Encrypt Your Email
You must use encryption if you are emailing anything with a level 3 data classification rating such as:
- protected health information (PHI)
- personally identifiable information (PII)
- HIPAA information
- FERPA information
- educational records
- credit card information
- anything protected by governmental or institutional regulations, it must be encrypted
Encryption ensures that protected or sensitive information is not intercepted during email transmission, thus protecting you and the university from potentially costly and reputation-damaging data breaches.
Sending an Encrypted Email
You can enter a descriptive subject line as long as the word encrypt is included somewhere within it. Examples: New Student Information encrypt or Encrypt New Student Information.
Note that words such as "encryption” or “encrypted” will not trigger the encryption process.
Receiving an Encrypted Email
- Click on the email.
- Email is opened in Outlook.office365.com as a new tab.
- External users can sign onto their Microsoft account or use a one-time passcode.
The encrypted email is displayed.
- Click on the email.
- Click the Verify Credentials button in the right corner.
- You may be required to enter your NetID password and validate with Duo.
- The encrypted email is displayed with the encryption line.

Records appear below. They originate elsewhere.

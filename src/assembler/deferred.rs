// smps2bin - An SMPS2ASM music script assembler for Mega Drive sound drivers
// Copyright (C) 2026  Marcel Joachim Kloubert <marcel@kloubert.dev>
//
// This program is free software: you can redistribute it and/or modify
// it under the terms of the GNU Affero General Public License as published by
// the Free Software Foundation, either version 3 of the License, or
// (at your option) any later version.
//
// This program is distributed in the hope that it will be useful,
// but WITHOUT ANY WARRANTY; without even the implied warranty of
// MERCHANTABILITY or FITNESS FOR A PARTICULAR PURPOSE.  See the
// GNU Affero General Public License for more details.
//
// You should have received a copy of the GNU Affero General Public License
// along with this program.  If not, see <https://www.gnu.org/licenses/>.

//! Instructions whose operands were not all known on the first pass.

use super::context::SongState;
use crate::encoder::OpcodeInfo;
use crate::lexer::Instruction;

/// An instruction encoded with placeholder operands, to be re-encoded
/// once every label is known.
#[derive(Debug, Clone)]
pub struct DeferredInstruction {
    pub info: OpcodeInfo,
    pub instruction: Instruction,
    /// Stream offset the placeholder encoding starts at.
    pub output_offset: usize,
    /// Bytes written by the placeholder encoding.
    pub encoded_length: usize,
    /// Song state seen by the first encoding.
    pub song: SongState,
}

/// Deferred instructions in source order.
#[derive(Debug, Default)]
pub struct DeferredQueue {
    entries: Vec<DeferredInstruction>,
}

impl DeferredQueue {
    pub fn new() -> Self {
        Self::default()
    }

    pub fn push(&mut self, entry: DeferredInstruction) {
        tracing::debug!(
            mnemonic = %entry.instruction.mnemonic.text,
            offset = entry.output_offset,
            length = entry.encoded_length,
            "deferring instruction with unresolved operands"
        );
        self.entries.push(entry);
    }

    pub fn len(&self) -> usize {
        self.entries.len()
    }

    pub fn is_empty(&self) -> bool {
        self.entries.is_empty()
    }
}

impl IntoIterator for DeferredQueue {
    type Item = DeferredInstruction;
    type IntoIter = std::vec::IntoIter<DeferredInstruction>;

    fn into_iter(self) -> Self::IntoIter {
        self.entries.into_iter()
    }
}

Replying to or Forwarding an Encrypted Email
You can reply to the email or forward as usual. Encryption will continue to be enabled on the entire email thread as long as the recipient replies from the screen where the encrypted message is displayed. If needed, the Subject line can be changed.
Vault
You can send multiple files of larger sizes through the UTK Vault. All files sent through the Vault are automatically encrypted.
You can send up to 30 files with a max individual file size of 15GB (cumulative total of 50GB for all files).
Files sent through the Vault can be stored for up to 30 days.
FAQs
Why encrypt an email?
To keep sensitive information safe and protect us from a data breach.
What should be encrypted?
Any email that contains data with a level 3 data classification ranking such as protected health information (PHI), personally identifiable information (PII), HIPAA information, FERPA information, educational records, credit card information, or anything protected by governmental or institutional regulations.
Are emails automatically encrypted?
No, encryption is not automatic.
How do I encrypt an email?
Type the word encrypt in the Subject line of your UTHSC email.
Can I use the word encryption or encrypted?
No, it has to say encrypt.
Are replies encrypted?
Yes, if the reader replies to the encrypted email as long as encrypt is still in the Subject line.
Are attachments also encrypted?
Yes, any attachments to the encrypted email will be encrypted as well.